| What the task asks |
Here are some records; return them all exactly.

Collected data
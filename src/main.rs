use std::sync::Arc;

use axum::{
    routing::{get, post},
    Router,
};
use tokio::net::TcpListener;
use tower_http::cors::{Any, CorsLayer};
use tower_http::trace::TraceLayer;
use tracing_subscriber::{layer::SubscriberExt, util::SubscriberInitExt};

use workchat_server::{
    agent::UserDataClient,
    cache::Cache,
    config::Config,
    handlers,
    services::{
        conversations::ConversationService, messages::MessageService,
        notifications::NotificationService, relationships::RelationshipService,
        templates::TemplateService,
    },
    settings::SettingsRegistry,
    storage,
    websocket::{ConversationUpdateNotifier, Hub, HubNotifier, OnlineChecker, UnreadNotifier},
    AppState,
};

#[tokio::main]
async fn main() -> anyhow::Result<()> {
    tracing_subscriber::registry()
        .with(tracing_subscriber::EnvFilter::new(
            std::env::var("RUST_LOG")
                .unwrap_or_else(|_| "workchat_server=info,tower_http=info".into()),
        ))
        .with(tracing_subscriber::fmt::layer())
        .init();

    let config = Arc::new(Config::from_env()?);

    let pool = storage::connect(&config.database.url, config.database.max_connections).await?;
    tracing::info!("Database connected");

    let cache = Cache::connect(
        &config.redis.url,
        config.redis.password.as_deref(),
        config.redis.db,
    )
    .await?;

    let settings = Arc::new(SettingsRegistry::load(pool.clone()).await?);

    let hub = Hub::new(
        pool.clone(),
        cache.clone(),
        settings.clone(),
        config.limits.max_devices_per_user,
    );

    let agent = UserDataClient::new(config.agent.base_url.clone());
    let conversations = Arc::new(ConversationService::new(
        pool.clone(),
        cache.clone(),
        settings.clone(),
        agent,
    ));
    let messages = Arc::new(MessageService::new(
        pool.clone(),
        cache.clone(),
        settings.clone(),
        conversations.clone(),
        hub.clone() as Arc<dyn OnlineChecker>,
        hub.clone() as Arc<dyn UnreadNotifier>,
        hub.clone() as Arc<dyn ConversationUpdateNotifier>,
        config.limits.max_video_size_mb,
    ));
    let templates = Arc::new(TemplateService::new(pool.clone()));
    let notifications = Arc::new(NotificationService::new(
        pool.clone(),
        templates.clone(),
        hub.clone() as Arc<dyn HubNotifier>,
    ));
    let relationships = Arc::new(RelationshipService::new(pool.clone()));

    if let Err(e) = templates.init_defaults().await {
        tracing::warn!("Failed to init default notification templates: {}", e);
    }

    hub.clone().spawn_background_tasks();

    let state = AppState {
        config: config.clone(),
        pool,
        cache,
        settings,
        hub,
        conversations,
        messages,
        notifications,
        templates,
        relationships,
    };

    let api = Router::new()
        // Conversations
        .route("/conversations", get(handlers::conversations::list))
        .route("/conversations/search", get(handlers::conversations::search))
        .route("/conversations/private", post(handlers::conversations::create_private))
        .route("/conversations/group", post(handlers::conversations::create_group))
        .route("/conversations/:id/messages", get(handlers::conversations::messages))
        .route("/conversations/:id/hide", post(handlers::conversations::hide))
        // Group membership
        .route("/conversations/:id/members", post(handlers::conversations::add_members))
        .route("/conversations/:id/members/remove", post(handlers::conversations::remove_member))
        .route("/conversations/:id/leave", post(handlers::conversations::leave))
        .route("/conversations/:id/members/:user_id/role", post(handlers::conversations::update_role))
        // Messages
        .route("/messages/:id/recall", post(handlers::messages::recall))
        .route("/messages/search", get(handlers::messages::search))
        // Notifications
        .route("/notifications", get(handlers::notifications::list))
        .route("/notifications/read-all", post(handlers::notifications::mark_all_read))
        .route("/notifications/:id", get(handlers::notifications::detail))
        .route("/notifications/:id/delete", post(handlers::notifications::delete))
        // Relationships
        .route("/relationships/block", post(handlers::relationships::block))
        .route("/relationships/unblock", post(handlers::relationships::unblock))
        .route("/relationships/blocked", get(handlers::relationships::blocked))
        // Logout clears presence and disconnects all devices
        .route("/logout", post(handlers::relationships::logout));

    let admin = Router::new()
        .route("/settings", get(handlers::settings::list))
        .route("/settings/reload", post(handlers::settings::reload))
        .route("/settings/:key", post(handlers::settings::update))
        .route(
            "/notification-templates",
            get(handlers::templates::list).post(handlers::templates::create),
        )
        .route(
            "/notification-templates/init-defaults",
            post(handlers::templates::init_defaults),
        )
        .route(
            "/notification-templates/:id",
            post(handlers::templates::update).delete(handlers::templates::delete),
        )
        .route("/notifications/batch-send", post(handlers::notifications::batch_send));

    let app = Router::new()
        .route("/health", get(handlers::health::health_check))
        .route("/ws", get(handlers::websocket::websocket_handler))
        .nest("/api/v1", api)
        .nest("/api/admin", admin)
        .layer(TraceLayer::new_for_http())
        .layer(
            CorsLayer::new()
                .allow_origin(Any)
                .allow_methods(Any)
                .allow_headers(Any),
        )
        .with_state(state);

    let addr = format!("0.0.0.0:{}", config.server.port);
    tracing::info!("workchat-server listening on {}", addr);

    let listener = TcpListener::bind(&addr).await?;
    axum::serve(listener, app).await?;

    Ok(())
}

| Solution below |
filename src/main.rs
use std::sync::Arc;

use axum::{
    routing::{get, post},
    Router,
};
use tokio::net::TcpListener;
use tower_http::cors::{Any, CorsLayer};
use tower_http::trace::TraceLayer;
use tracing_subscriber::{layer::SubscriberExt, util::SubscriberInitExt};

use workchat_server::{
    agent::UserDataClient,
    cache::Cache,
    config::Config,
    handlers,
    services::{
        conversations::ConversationService, messages::MessageService,
        notifications::NotificationService, relationships::RelationshipService,
        templates::TemplateService,
    },
    settings::SettingsRegistry,
    storage,
    websocket::{ConversationUpdateNotifier, Hub, HubNotifier, OnlineChecker, UnreadNotifier},
    AppState,
};

#[tokio::main]
async fn main() -> anyhow::Result<()> {
    tracing_subscriber::registry()
        .with(tracing_subscriber::EnvFilter::new(
            std::env::var("RUST_LOG")
                .unwrap_or_else(|_| "workchat_server=info,tower_http=info".into()),
        ))
        .with(tracing_subscriber::fmt::layer())
        .init();

    let config = Arc::new(Config::from_env()?);

    let pool = storage::connect(&config.database.url, config.database.max_connections).await?;
    tracing::info!("Database connected");

    let cache = Cache::connect(
        &config.redis.url,
        config.redis.password.as_deref(),
        config.redis.db,
    )
    .await?;

    let settings = Arc::new(SettingsRegistry::load(pool.clone()).await?);

    let hub = Hub::new(
        pool.clone(),
        cache.clone(),
        settings.clone(),
        config.limits.max_devices_per_user,
    );

    let agent = UserDataClient::new(config.agent.base_url.clone());
    let conversations = Arc::new(ConversationService::new(
        pool.clone(),
        cache.clone(),
        settings.clone(),
        agent,
    ));
    let messages = Arc::new(MessageService::new(
        pool.clone(),
        cache.clone(),
        settings.clone(),
        conversations.clone(),
        hub.clone() as Arc<dyn OnlineChecker>,
        hub.clone() as Arc<dyn UnreadNotifier>,
        hub.clone() as Arc<dyn ConversationUpdateNotifier>,
        config.limits.max_video_size_mb,
    ));
    let templates = Arc::new(TemplateService::new(pool.clone()));
    let notifications = Arc::new(NotificationService::new(
        pool.clone(),
        templates.clone(),
        hub.clone() as Arc<dyn HubNotifier>,
    ));
    let relationships = Arc::new(RelationshipService::new(pool.clone()));

    if let Err(e) = templates.init_defaults().await {
        tracing::warn!("Failed to init default notification templates: {}", e);
    }

    hub.clone().spawn_background_tasks();

    let state = AppState {
        config: config.clone(),
        pool,
        cache,
        settings,
        hub,
        conversations,
        messages,
        notifications,
        templates,
        relationships,
    };

    let api = Router::new()
        // Conversations
        .route("/conversations", get(handlers::conversations::list))
        .route("/conversations/search", get(handlers::conversations::search))
        .route("/conversations/private", post(handlers::conversations::create_private))
        .route("/conversations/group", post(handlers::conversations::create_group))
        .route("/conversations/:id/messages", get(handlers::conversations::messages))
        .route("/conversations/:id/hide", post(handlers::conversations::hide))
        // Group membership
        .route("/conversations/:id/members", post(handlers::conversations::add_members))
        .route("/conversations/:id/members/remove", post(handlers::conversations::remove_member))
        .route("/conversations/:id/leave", post(handlers::conversations::leave))
        .route("/conversations/:id/members/:user_id/role", post(handlers::conversations::update_role))
        // Messages
        .route("/messages/:id/recall", post(handlers::messages::recall))
        .route("/messages/search", get(handlers::messages::search))
        // Notifications
        .route("/notifications", get(handlers::notifications::list))
        .route("/notifications/read-all", post(handlers::notifications::mark_all_read))
        .route("/notifications/:id", get(handlers::notifications::detail))
        .route("/notifications/:id/delete", post(handlers::notifications::delete))
        // Relationships
        .route("/relationships/block", post(handlers::relationships::block))
        .route("/relationships/unblock", post(handlers::relationships::unblock))
        .route("/relationships/blocked", get(handlers::relationships::blocked))
        // Logout clears presence and disconnects all devices
        .route("/logout", post(handlers::relationships::logout));

    let admin = Router::new()
        .route("/settings", get(handlers::settings::list))
        .route("/settings/reload", post(handlers::settings::reload))
        .route("/settings/:key", post(handlers::settings::update))
        .route(
            "/notification-templates",
            get(handlers::templates::list).post(handlers::templates::create),
        )
        .route(
            "/notification-templates/init-defaults",
            post(handlers::templates::init_defaults),
        )
        .route(
            "/notification-templates/:id",
            post(handlers::templates::update).delete(handlers::templates::delete),
        )
        .route("/notifications/batch-send", post(handlers::notifications::batch_send));

    let app = Router::new()
        .route("/health", get(handlers::health::health_check))
        .route("/ws", get(handlers::websocket::websocket_handler))
        .nest("/api/v1", api)
        .nest("/api/admin", admin)
        .layer(TraceLayer::new_for_http())
        .layer(
            CorsLayer::new()
                .allow_origin(Any)
                .allow_methods(Any)
                .allow_headers(Any),
        )
        .with_state(state);

    let addr = format!("0.0.0.0:{}", config.server.port);
    tracing::info!("workchat-server listening on {}", addr);

    let listener = TcpListener::bind(&addr).await?;
    axum::serve(listener, app).await?;

    Ok(())
}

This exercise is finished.